Model-free global sliding mode control using adaptive fuzzy system under constrained input amplitude and rate for mechatronic systems subject to mismatched disturbances

• Published in: Information sciences Vol. 697; p. 121769
• Main Authors: He, Dingxin, Wang, Haoping, Tian, Yang, Precup, Radu-Emil
• Format: Journal Article
• Language: English
• Published: Elsevier Inc 01.04.2025
• Subjects: Adaptive fuzzy logic system; Fractional-order calculus; Global sliding mode; Input amplitude and rate saturations; Model-free control; Input amplitude and rate saturations; Adaptive fuzzy logic system; Global sliding mode; Fractional-order calculus; Model-free control
• ISSN: 0020-0255
• DOI: 10.1016/j.ins.2024.121769

An n-DOF mechatronic systems with uncertain dynamics, mismatched disturbances, and input amplitude and rate saturations can hardly be modeled well such that model-based control approaches become infeasible. In this paper, a model-independent solution only using input-output data of mechatronic system is innovatively provided. Together with a fractional-order time-delay estimation and a fuzzy logic system, a fractional-order ultra-local model-based fuzzy global sliding mode saturated controller (FO-FGSMSC) is naturally developed to pursue superior performance and constrained control input simultaneously. Prominent advantages are presented as follows: 1) The proposed fractional-order ultra-local model can not only reduce the complexity of controller design, but also enhance the flexibility and adaptability. 2) The global sliding mode control scheme stabilizes the closed-loop system and guarantees the global robustness. 3) The amplitude and rate of the generated control torque are both constrained, which is more favorable to practical implementations.
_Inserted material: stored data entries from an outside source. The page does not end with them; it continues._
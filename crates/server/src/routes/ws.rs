//! `/ws/chat`: bidirectional turn streaming plus confirmation resolution
//! (spec §6). Incoming text frames are either a chat message or a
//! `feedback_ack` resolving a pending confirmation; outgoing frames are
//! serialized [`Event`]s.

use crate::state::AppState;
use axum::extract::ws::{Message, WebSocket, WebSocketUpgrade};
use axum::extract::State;
use axum::response::IntoResponse;
use dagctl_adapters::ChatMessage;
use dagctl_core::event::Event;
use dagctl_runtime::ConfirmationOutcome;
use serde::Deserialize;
use std::sync::Arc;

#[derive(Deserialize)]
#[serde(tag = "type", rename_all = "snake_case")]
enum ClientMessage {
    Chat { session_id: String, message: String },
    FeedbackAck { id: String, outcome: FeedbackOutcome },
}

#[derive(Deserialize)]
#[serde(rename_all = "snake_case")]
enum FeedbackOutcome {
    Approved,
    Rejected,
    Edited { text: String },
}

impl From<FeedbackOutcome> for ConfirmationOutcome {
    fn from(value: FeedbackOutcome) -> Self {
        match value {
            FeedbackOutcome::Approved => ConfirmationOutcome::Approved,
            FeedbackOutcome::Rejected => ConfirmationOutcome::Rejected,
            FeedbackOutcome::Edited { text } => ConfirmationOutcome::Edited(text),
        }
    }
}

pub async fn ws_chat(ws: WebSocketUpgrade, State(state): State<Arc<AppState>>) -> impl IntoResponse {
    ws.on_upgrade(move |socket| handle_socket(socket, state))
}

async fn handle_socket(mut socket: WebSocket, state: Arc<AppState>) {
    while let Some(Ok(msg)) = socket.recv().await {
        let Message::Text(text) = msg else { continue };
        let Ok(client_msg) = serde_json::from_str::<ClientMessage>(&text) else {
            let _ = socket
                .send(Message::Text(
                    serde_json::to_string(&Event::Error { kind: "bad_request".into(), message: "unrecognized message".into() }).unwrap_or_default(),
                ))
                .await;
            continue;
        };

        match client_msg {
            ClientMessage::FeedbackAck { id, outcome } => {
                state.runtime.resolve_confirmation(&id, outcome.into());
            }
            ClientMessage::Chat { session_id, message } => {
                if run_turn(&mut socket, &state, &session_id, message).await.is_err() {
                    break;
                }
            }
        }
    }
}

async fn run_turn(socket: &mut WebSocket, state: &Arc<AppState>, session_id: &str, message: String) -> Result<(), axum::Error> {
    let turn_id = nanoid::nanoid!(12);
    let history = match state.push_and_compact(session_id, ChatMessage::user(message)).await {
        Ok(h) => h,
        Err(e) => {
            let _ = send_event(socket, &Event::Error { kind: e.kind().to_string(), message: e.to_string() }).await;
            return Ok(());
        }
    };

    let (bus, mut rx) = state.runtime.begin_turn(turn_id.clone());
    let llm = state.llm.clone();
    let (tx, mut chunk_rx) = tokio::sync::mpsc::channel(64);

    tokio::spawn(async move {
        let _ = llm.stream(&history, tx).await;
    });

    let mut full = String::new();
    while let Some(chunk) = chunk_rx.recv().await {
        if chunk.done {
            break;
        }
        full.push_str(&chunk.delta);
        bus.publish(Event::Message { role: "assistant".to_string(), text: chunk.delta });
    }
    let _ = state.push_and_compact(session_id, ChatMessage::assistant(full)).await;
    bus.publish(Event::Done { turn_id: turn_id.clone() });
    state.runtime.end_turn(&turn_id);

    while let Ok(event) = rx.try_recv() {
        send_event(socket, &event).await?;
        if event.is_terminal() {
            break;
        }
    }
    Ok(())
}

async fn send_event(socket: &mut WebSocket, event: &Event) -> Result<(), axum::Error> {
    let data = serde_json::to_string(event).unwrap_or_else(|_| "{}".to_string());
    socket.send(Message::Text(data)).await
}
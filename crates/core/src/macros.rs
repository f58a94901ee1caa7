//! Declarative macros for reducing boilerplate.
//!
//! - [`simple_display!`] — `Display` impl mapping enum variants to string literals
//! - [`define_id!`] — newtype id wrapper with a type prefix and random generation
//! - [`setters!`] — fluent setter methods for builder-style structs

/// Generate a `Display` impl that maps enum variants to string literals.
///
/// Unit variants match directly; data-carrying variants use `(..)` to ignore fields.
#[macro_export]
macro_rules! simple_display {
    ($enum:ty { $( $variant:ident $(( $($ignore:tt)* ))? => $str:expr ),+ $(,)? }) => {
        impl std::fmt::Display for $enum {
            fn fmt(&self, f: &mut std::fmt::Formatter<'_>) -> std::fmt::Result {
                f.write_str(match self {
                    $( Self::$variant $(( $($ignore)* ))? => $str, )+
                })
            }
        }
    };
}

/// Define a newtype id wrapper with a type prefix, backed by a plain `String`.
///
/// Generates `new()` (random generation via `nanoid`), `from_string`,
/// `as_str`, `Display`, `From<String>`/`From<&str>`, and `Deref<Target = str>`.
///
/// ```ignore
/// define_id! {
///     pub struct NodeId("node-");
/// }
/// ```
#[macro_export]
macro_rules! define_id {
    (
        $(#[$meta:meta])*
        pub struct $name:ident($prefix:literal);
    ) => {
        $(#[$meta])*
        #[derive(Debug, Clone, PartialEq, Eq, Hash, serde::Serialize, serde::Deserialize)]
        #[serde(transparent)]
        pub struct $name(pub String);

        impl $name {
            pub const PREFIX: &'static str = $prefix;

            /// Generate a new random id with the type prefix.
            pub fn new() -> Self {
                Self(format!("{}{}", Self::PREFIX, nanoid::nanoid!(12)))
            }

            /// Build an id from an existing string (parsing/deserialization).
            pub fn from_string(id: impl Into<String>) -> Self {
                Self(id.into())
            }

            pub fn as_str(&self) -> &str {
                &self.0
            }
        }

        impl Default for $name {
            fn default() -> Self {
                Self::new()
            }
        }

        impl std::fmt::Display for $name {
            fn fmt(&self, f: &mut std::fmt::Formatter<'_>) -> std::fmt::Result {
                write!(f, "{}", self.0)
            }
        }

        impl From<&str> for $name {
            fn from(s: &str) -> Self {
                Self::from_string(s)
            }
        }

        impl From<String> for $name {
            fn from(s: String) -> Self {
                Self::from_string(s)
            }
        }

        impl std::borrow::Borrow<str> for $name {
            fn borrow(&self) -> &str {
                &self.0
            }
        }

        impl std::ops::Deref for $name {
            type Target = str;

            fn deref(&self) -> &str {
                &self.0
            }
        }
    };
}

/// Generate fluent setter methods inside an existing `impl` block.
#[macro_export]
macro_rules! setters {
    (
        $(into {
            $( $into_field:ident : $into_ty:ty ),* $(,)?
        })?
        $(set {
            $( $set_field:ident : $set_ty:ty ),* $(,)?
        })?
        $(option {
            $( $opt_field:ident : $opt_ty:ty ),* $(,)?
        })?
    ) => {
        $($(
            pub fn $into_field(mut self, v: impl Into<$into_ty>) -> Self {
                self.$into_field = v.into();
                self
            }
        )*)?

        $($(
            pub fn $set_field(mut self, v: $set_ty) -> Self {
                self.$set_field = v;
                self
            }
        )*)?

        $($(
            pub fn $opt_field(mut self, v: impl Into<$opt_ty>) -> Self {
                self.$opt_field = Some(v.into());
                self
            }
        )*)?
    };
}
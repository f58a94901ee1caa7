//! `agents.yaml` loading: environment-variable expansion and hot reload
//! (spec §6). Grounded on `original_source/config/loader.py`'s
//! `ConfigLoader` (`_find_config_file`, `_load_yaml`,
//! `_substitute_env_vars`) and `oj-cli`/`lanegrid-agtrace`'s use of
//! `notify` for filesystem watching.

use dagctl_core::{ModeConfig, OrchestratorError};
use dagctl_tools::ToolsConfig;
use notify::{RecommendedWatcher, RecursiveMode, Watcher};
use parking_lot::RwLock;
use regex::Regex;
use serde::{Deserialize, Serialize};
use std::path::{Path, PathBuf};
use std::sync::Arc;
use tracing::{error, info, warn};

#[derive(Debug, Clone, Serialize, Deserialize)]
pub struct ServerConfig {
    #[serde(default = "default_host")]
    pub host: String,
    #[serde(default = "default_port")]
    pub port: u16,
}

fn default_host() -> String {
    "127.0.0.1".to_string()
}

fn default_port() -> u16 {
    8787
}

impl Default for ServerConfig {
    fn default() -> Self {
        Self { host: default_host(), port: default_port() }
    }
}

#[derive(Debug, Clone, Default, Serialize, Deserialize)]
pub struct AppConfig {
    #[serde(default)]
    pub database_url: Option<String>,
    #[serde(default)]
    pub server: ServerConfig,
    #[serde(default)]
    pub tools: ToolsConfig,
    #[serde(default)]
    pub default_modes: ModeConfig,
}

/// Substitutes `${VAR}` and `${VAR:default}` occurrences with the
/// matching environment variable, or the fallback if unset. A reference
/// to a genuinely unset variable with no fallback is left untouched, so
/// a missing secret fails loudly in the YAML value itself rather than
/// silently becoming an empty string.
fn substitute_env_vars(raw: &str) -> String {
    let pattern = Regex::new(r"\$\{([A-Za-z_][A-Za-z0-9_]*)(:([^}]*))?\}").expect("static regex is valid");
    pattern
        .replace_all(raw, |caps: &regex::Captures| {
            let var = &caps[1];
            match std::env::var(var) {
                Ok(value) => value,
                Err(_) => caps.get(3).map(|m| m.as_str().to_string()).unwrap_or_else(|| caps[0].to_string()),
            }
        })
        .into_owned()
}

fn load_yaml(path: &Path) -> Result<AppConfig, OrchestratorError> {
    let raw = std::fs::read_to_string(path).map_err(|e| OrchestratorError::ConfigError(format!("{}: {e}", path.display())))?;
    let expanded = substitute_env_vars(&raw);
    serde_yaml::from_str(&expanded).map_err(|e| OrchestratorError::ConfigError(format!("{}: {e}", path.display())))
}

/// Loads `agents.yaml`, holding the most recently loaded config for
/// cheap concurrent reads, and can watch the file for changes.
pub struct ConfigLoader {
    path: PathBuf,
    current: RwLock<Arc<AppConfig>>,
}

impl ConfigLoader {
    /// Load once at the given path. Falls back to default config if the
    /// file does not exist at all (first run, no `agents.yaml` written
    /// yet); a present-but-invalid file is still an error.
    pub fn load(path: impl Into<PathBuf>) -> Result<Self, OrchestratorError> {
        let path = path.into();
        let config = if path.exists() {
            load_yaml(&path)?
        } else {
            AppConfig::default()
        };
        Ok(Self { path, current: RwLock::new(Arc::new(config)) })
    }

    pub fn current(&self) -> Arc<AppConfig> {
        self.current.read().clone()
    }

    pub fn reload(&self) -> Result<Arc<AppConfig>, OrchestratorError> {
        let config = if self.path.exists() { load_yaml(&self.path)? } else { AppConfig::default() };
        let config = Arc::new(config);
        *self.current.write() = config.clone();
        Ok(config)
    }

    /// Watch the config file for writes, reloading and invoking
    /// `on_change` on success. Reload errors are logged and leave the
    /// previously loaded config in place. The returned watcher must be
    /// kept alive for watching to continue.
    pub fn watch(self: &Arc<Self>, on_change: impl Fn(Arc<AppConfig>) + Send + 'static) -> Result<RecommendedWatcher, OrchestratorError> {
        let loader = self.clone();
        let mut watcher = notify::recommended_watcher(move |res: notify::Result<notify::Event>| match res {
            Ok(event) if event.kind.is_modify() => match loader.reload() {
                Ok(config) => {
                    info!(path = %loader.path.display(), "reloaded agents.yaml");
                    on_change(config);
                }
                Err(e) => error!(path = %loader.path.display(), error = %e, "failed to reload agents.yaml, keeping previous config"),
            },
            Ok(_) => {}
            Err(e) => warn!(error = %e, "config file watcher error"),
        })
        .map_err(|e| OrchestratorError::ConfigError(e.to_string()))?;

        if let Some(parent) = self.path.parent() {
            watcher
                .watch(parent, RecursiveMode::NonRecursive)
                .map_err(|e| OrchestratorError::ConfigError(e.to_string()))?;
        }

        Ok(watcher)
    }
}

#[cfg(test)]
mod tests {
    use super::*;

    #[test]
    fn substitutes_var_with_fallback_when_unset() {
        std::env::remove_var("DAGCTL_TEST_UNSET_VAR");
        let out = substitute_env_vars("url: ${DAGCTL_TEST_UNSET_VAR:postgres://localhost/default}");
        assert_eq!(out, "url: postgres://localhost/default");
    }

    #[test]
    fn substitutes_var_with_actual_value_when_set() {
        std::env::set_var("DAGCTL_TEST_SET_VAR", "hello");
        let out = substitute_env_vars("x: ${DAGCTL_TEST_SET_VAR}");
        assert_eq!(out, "x: hello");
        std::env::remove_var("DAGCTL_TEST_SET_VAR");
    }

    #[test]
    fn unset_var_without_fallback_is_left_untouched() {
        std::env::remove_var("DAGCTL_TEST_NO_FALLBACK");
        let out = substitute_env_vars("x: ${DAGCTL_TEST_NO_FALLBACK}");
        assert_eq!(out, "x: ${DAGCTL_TEST_NO_FALLBACK}");
    }

    #[test]
    fn missing_file_loads_default_config() {
        let tmp = tempfile::tempdir().unwrap();
        let loader = ConfigLoader::load(tmp.path().join("agents.yaml")).unwrap();
        assert_eq!(loader.current().server.port, 8787);
    }

    #[test]
    fn load_parses_yaml_and_reload_reflects_edits() {
        let tmp = tempfile::tempdir().unwrap();
        let path = tmp.path().join("agents.yaml");
        std::fs::write(&path, "server:\n  host: 0.0.0.0\n  port: 9000\n").unwrap();

        let loader = ConfigLoader::load(&path).unwrap();
        assert_eq!(loader.current().server.port, 9000);

        std::fs::write(&path, "server:\n  host: 0.0.0.0\n  port: 9100\n").unwrap();
        let reloaded = loader.reload().unwrap();
        assert_eq!(reloaded.server.port, 9100);
    }

    #[test]
    fn invalid_yaml_in_existing_file_is_an_error() {
        let tmp = tempfile::tempdir().unwrap();
        let path = tmp.path().join("agents.yaml");
        std::fs::write(&path, "not: [valid: yaml").unwrap();
        assert!(ConfigLoader::load(&path).is_err());
    }
}
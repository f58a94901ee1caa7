//! The `tools:` section of `agents.yaml` (spec §6), applied to a
//! [`crate::registry::ToolRegistry`] at startup and on config reload.

use crate::registry::ToolRegistry;
use serde::{Deserialize, Serialize};

#[derive(Debug, Clone, Default, Serialize, Deserialize)]
pub struct ToolsConfig {
    #[serde(default)]
    pub disabled: Vec<String>,
    #[serde(default)]
    pub aliases: Vec<ToolAlias>,
}

#[derive(Debug, Clone, Serialize, Deserialize)]
pub struct ToolAlias {
    pub alias: String,
    pub canonical: String,
}

impl ToolsConfig {
    pub fn apply(&self, registry: &ToolRegistry) {
        registry.apply_config(&self.disabled);
        for a in &self.aliases {
            registry.alias(a.alias.clone(), a.canonical.clone());
        }
    }
}

#[cfg(test)]
mod tests {
    use super::*;
    use crate::tool::test_support::EchoTool;
    use std::sync::Arc;

    #[test]
    fn apply_disables_and_aliases() {
        let registry = ToolRegistry::new();
        registry.register(Arc::new(EchoTool));

        let cfg = ToolsConfig {
            disabled: vec!["echo".to_string()],
            aliases: vec![ToolAlias { alias: "repeat".into(), canonical: "echo".into() }],
        };
        cfg.apply(&registry);

        assert!(registry.resolve("echo").is_err());
        assert!(registry.resolve("repeat").is_err());
    }
}
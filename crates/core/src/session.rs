//! Session: the unit of isolation (spec §3, §4.A).
//!
//! Grounded on `original_source/session/manager.py`'s `SessionManager` for
//! exact lifecycle semantics (id format, retention window, monotonic
//! `sandbox_available` flag), written in the teacher's newtype-plus-registry
//! style.

use crate::error::OrchestratorError;
use chrono::{Duration as ChronoDuration, NaiveDate, Utc};
use parking_lot::Mutex;
use std::collections::HashMap;
use std::path::{Path, PathBuf};
use std::sync::Arc;
use tracing::{debug, info, warn};

crate::define_id! {
    /// Unique identifier for a session: `session_<YYYYMMDD>_<HHMMSS>_<6 hex>`.
    pub struct SessionId("");
}

const RETENTION_DAYS: i64 = 7;

/// A session-scoped database connection descriptor (spec §3, §6
/// `/api/database` routes). The SQL engine itself is out of scope;
/// only the descriptor's lifecycle lives here.
#[derive(Debug, Clone, PartialEq, Eq, serde::Serialize, serde::Deserialize)]
pub struct DbConfig {
    pub host: String,
    pub port: u16,
    pub user: String,
    pub password: String,
    pub database: String,
}

/// A record of a generated Dagster-style pipeline script
/// (`sessions/<id>/dagster/jobs/<job_id>.py`, spec §6).
#[derive(Debug, Clone, PartialEq, Eq, serde::Serialize, serde::Deserialize)]
pub struct DagsterJobHandle {
    pub job_id: String,
    pub script_path: PathBuf,
}

/// Per-session directories, sandbox handle, DB config, and variable store.
pub struct Session {
    pub id: SessionId,
    pub import_dir: PathBuf,
    pub export_dir: PathBuf,
    pub workspace_dir: PathBuf,
    pub dagster_dir: PathBuf,
    db_config: Mutex<Option<DbConfig>>,
    variables: Mutex<HashMap<String, serde_json::Value>>,
    dagster_jobs: Mutex<Vec<DagsterJobHandle>>,
    sandbox_available: Mutex<bool>,
    sandbox_error: Mutex<Option<String>>,
    /// Serializes concurrent execution attempts against this session's
    /// resources (fallback interpreter, sandbox RPC).
    execution_lock: Mutex<()>,
}

impl Session {
    /// Generate `session_<YYYYMMDD>_<HHMMSS>_<6 hex>` and create its directories.
    fn new(id: SessionId, base_dir: &Path) -> Result<Self, OrchestratorError> {
        let root = base_dir.join(id.as_str());
        let import_dir = root.join("imports");
        let export_dir = root.join("exports");
        let workspace_dir = root.join("workspace");
        let dagster_dir = root.join("dagster").join("jobs");

        for dir in [&import_dir, &export_dir, &workspace_dir, &dagster_dir] {
            std::fs::create_dir_all(dir).map_err(|e| {
                OrchestratorError::SessionInitFailed(format!(
                    "failed to create {}: {e}",
                    dir.display()
                ))
            })?;
        }

        Ok(Self {
            id,
            import_dir,
            export_dir,
            workspace_dir,
            dagster_dir,
            db_config: Mutex::new(None),
            variables: Mutex::new(HashMap::new()),
            dagster_jobs: Mutex::new(Vec::new()),
            sandbox_available: Mutex::new(true),
            sandbox_error: Mutex::new(None),
            execution_lock: Mutex::new(()),
        })
    }

    /// Sandbox instance name, a pure function of the session id.
    pub fn sandbox_name(&self) -> String {
        format!("sandbox_{}", self.id.as_str())
    }

    /// Mark the sandbox unavailable for the rest of this session's life.
    /// Monotonic: once cleared, stays cleared.
    pub fn mark_sandbox_unavailable(&self, reason: impl Into<String>) {
        let reason = reason.into();
        let mut available = self.sandbox_available.lock();
        if *available {
            *available = false;
            *self.sandbox_error.lock() = Some(reason.clone());
            info!(session = %self.id, %reason, "sandbox marked unavailable for session");
        }
    }

    pub fn is_sandbox_available(&self) -> bool {
        *self.sandbox_available.lock()
    }

    pub fn sandbox_error(&self) -> Option<String> {
        self.sandbox_error.lock().clone()
    }

    pub fn get_variable(&self, name: &str) -> Option<serde_json::Value> {
        self.variables.lock().get(name).cloned()
    }

    pub fn set_variables(&self, vars: HashMap<String, serde_json::Value>) {
        self.variables.lock().extend(vars);
    }

    pub fn variables_snapshot(&self) -> HashMap<String, serde_json::Value> {
        self.variables.lock().clone()
    }

    pub fn clear_variables(&self) {
        self.variables.lock().clear();
    }

    pub fn db_config(&self) -> Option<DbConfig> {
        self.db_config.lock().clone()
    }

    pub fn set_db_config(&self, config: DbConfig) {
        *self.db_config.lock() = Some(config);
    }

    pub fn clear_db_config(&self) {
        *self.db_config.lock() = None;
    }

    pub fn record_dagster_job(&self, handle: DagsterJobHandle) {
        self.dagster_jobs.lock().push(handle);
    }

    pub fn dagster_jobs(&self) -> Vec<DagsterJobHandle> {
        self.dagster_jobs.lock().clone()
    }

    /// Acquire the session's execution lock for the lifetime of the guard.
    pub fn lock_execution(&self) -> parking_lot::MutexGuard<'_, ()> {
        self.execution_lock.lock()
    }

    pub fn list_imports(&self) -> std::io::Result<Vec<PathBuf>> {
        list_dir(&self.import_dir)
    }

    pub fn list_exports(&self) -> std::io::Result<Vec<PathBuf>> {
        list_dir(&self.export_dir)
    }
}

fn list_dir(dir: &Path) -> std::io::Result<Vec<PathBuf>> {
    if !dir.exists() {
        return Ok(Vec::new());
    }
    let mut entries: Vec<PathBuf> = std::fs::read_dir(dir)?.filter_map(|e| e.ok()).map(|e| e.path()).collect();
    entries.sort();
    Ok(entries)
}

/// Process-wide registry of live sessions. Creates, looks up, and reaps
/// analysis sessions on disk.
pub struct SessionRegistry {
    base_dir: PathBuf,
    sessions: Mutex<HashMap<String, Arc<Session>>>,
    current: Mutex<Option<Arc<Session>>>,
}

impl SessionRegistry {
    pub fn new(base_dir: impl Into<PathBuf>) -> Self {
        Self { base_dir: base_dir.into(), sessions: Mutex::new(HashMap::new()), current: Mutex::new(None) }
    }

    /// Create a session, optionally with a caller-supplied id. Reaps stale
    /// sibling session directories (best-effort, never fails the call) and
    /// sets the new session as current.
    pub fn create(&self, id: Option<String>) -> Result<Arc<Session>, OrchestratorError> {
        let session_id = match id {
            Some(raw) => SessionId::from_string(raw),
            None => SessionId::from_string(generate_session_id()),
        };

        std::fs::create_dir_all(&self.base_dir).map_err(|e| {
            OrchestratorError::SessionInitFailed(format!("failed to create base dir: {e}"))
        })?;

        self.reap_stale_sessions(session_id.as_str());

        let session = Arc::new(Session::new(session_id.clone(), &self.base_dir)?);
        self.sessions.lock().insert(session_id.0.clone(), session.clone());
        *self.current.lock() = Some(session.clone());
        Ok(session)
    }

    pub fn get(&self, id: &str) -> Option<Arc<Session>> {
        self.sessions.lock().get(id).cloned()
    }

    pub fn current(&self) -> Option<Arc<Session>> {
        self.current.lock().clone()
    }

    pub fn set_current(&self, session: Arc<Session>) {
        *self.current.lock() = Some(session);
    }

    pub fn ids(&self) -> Vec<String> {
        self.sessions.lock().keys().cloned().collect()
    }

    /// Remove the in-memory entry. Does not touch the current pointer of
    /// other callers holding their own `Arc<Session>`.
    pub fn cleanup(&self, session: &Session) {
        self.sessions.lock().remove(session.id.as_str());
        let mut current = self.current.lock();
        if let Some(cur) = current.as_ref() {
            if cur.id == session.id {
                *current = None;
            }
        }
    }

    /// Remove sibling session directories older than the retention window.
    /// Parse/remove failures are logged and never raised.
    fn reap_stale_sessions(&self, creating_id: &str) {
        let Ok(read_dir) = std::fs::read_dir(&self.base_dir) else { return };
        let cutoff = Utc::now().date_naive() - ChronoDuration::days(RETENTION_DAYS);

        for entry in read_dir.filter_map(|e| e.ok()) {
            let path = entry.path();
            if !path.is_dir() {
                continue;
            }
            let Some(name) = path.file_name().and_then(|n| n.to_str()) else { continue };
            if name == creating_id {
                continue;
            }
            match parse_session_date(name) {
                Some(date) if date < cutoff => {
                    if let Err(e) = std::fs::remove_dir_all(&path) {
                        warn!(session = name, error = %e, "failed to reap stale session directory");
                    } else {
                        debug!(session = name, "reaped stale session directory");
                    }
                }
                Some(_) => {}
                None => {
                    warn!(session = name, "could not parse session directory name for reaping");
                }
            }
        }
    }
}

fn generate_session_id() -> String {
    let now = Utc::now();
    let suffix = nanoid::nanoid!(6, &['0', '1', '2', '3', '4', '5', '6', '7', '8', '9', 'a', 'b', 'c', 'd', 'e', 'f']);
    format!("session_{}_{}", now.format("%Y%m%d_%H%M%S"), suffix)
}

fn parse_session_date(name: &str) -> Option<NaiveDate> {
    let parts: Vec<&str> = name.split('_').collect();
    if parts.len() < 3 || parts[0] != "session" {
        return None;
    }
    NaiveDate::parse_from_str(parts[1], "%Y%m%d").ok()
}
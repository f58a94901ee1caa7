//! Forwards sub-agent tool-call activity onto the Event Bus as
//! `subagent_tool_call`/`subagent_tool_result` events (spec §4.E).
//! Grounded on `original_source/agent/middleware/subagent_monitor.py`'s
//! `SubAgentToolMonitor`.

use crate::event_bus::EventBus;
use dagctl_core::event::Event;
use dagctl_tools::ToolMiddleware;
use serde_json::Value;
use std::sync::Arc;

pub struct SubAgentToolMonitor {
    label: String,
    bus: Arc<EventBus>,
}

impl SubAgentToolMonitor {
    pub fn new(label: impl Into<String>, bus: Arc<EventBus>) -> Self {
        Self { label: label.into(), bus }
    }
}

impl ToolMiddleware for SubAgentToolMonitor {
    fn before_call(&self, step: usize, tool: &str, params: &Value) {
        self.bus.publish(Event::SubagentToolCall {
            label: self.label.clone(),
            step,
            tool: tool.to_string(),
            args: params.clone(),
        });
    }

    fn after_call(&self, step: usize, tool: &str, result_preview: &str) {
        self.bus.publish(Event::SubagentToolResult {
            label: self.label.clone(),
            step,
            tool: tool.to_string(),
            preview: result_preview.to_string(),
        });
    }
}
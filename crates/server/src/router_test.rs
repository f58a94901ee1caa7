#[cfg(test)]
mod tests {
    use crate::router;
    use crate::state::AppState;
    use dagctl_adapters::fake::FakeLlmClient;
    use dagctl_core::{ModeManager, SessionRegistry};
    use dagctl_runtime::{AgentRuntime, AgentRuntimeConfig};
    use dagctl_scheduler::{Scheduler, SchedulerConfig};
    use dagctl_storage::ConfigLoader;
    use dagctl_tools::ToolRegistry;
    use std::sync::Arc;
    use tower::ServiceExt;

    fn test_state() -> (tempfile::TempDir, Arc<AppState>) {
        let tmp = tempfile::tempdir().unwrap();
        let sessions = Arc::new(SessionRegistry::new(tmp.path()));
        let tools = Arc::new(ToolRegistry::new());
        let modes = Arc::new(ModeManager::new(dagctl_core::ModeConfig::default()));
        let scheduler = Arc::new(Scheduler::new(tools.clone(), SchedulerConfig::default()));
        let runtime = Arc::new(AgentRuntime::new(tools.clone(), scheduler, AgentRuntimeConfig::default()));
        let config = Arc::new(ConfigLoader::load(tmp.path().join("agents.yaml")).unwrap());
        let llm = Arc::new(FakeLlmClient::new("ok"));

        (tmp, Arc::new(AppState::new(sessions, tools, modes, runtime, config, llm)))
    }

    #[tokio::test]
    async fn chat_round_trip_returns_fake_reply() {
        let (_tmp, state) = test_state();
        let session = state.sessions.create(None).unwrap();

        let app = router(state.clone());
        let body = serde_json::json!({ "session_id": session.id.as_str(), "message": "hi" });

        let response = app
            .oneshot(
                axum::http::Request::builder()
                    .method("POST")
                    .uri("/api/chat")
                    .header("content-type", "application/json")
                    .body(axum::body::Body::from(serde_json::to_vec(&body).unwrap()))
                    .unwrap(),
            )
            .await
            .unwrap();

        assert_eq!(response.status(), axum::http::StatusCode::OK);
    }
}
Afterward, the stability analysis of the closed-loop system with FO-FGSMSC is presented by the Lyapunov theory. Finally, the numerical simulation on 2-DOF robotic manipulator, co-simulations on PUMA 560 3-DOF robotic manipulator and iReHave 7-DOF upper limb exoskeleton, and experiment on 2-DOF upper limb exoskeleton are completed. The obtained results demonstrate the effectiveness and superiority of the designed control approach.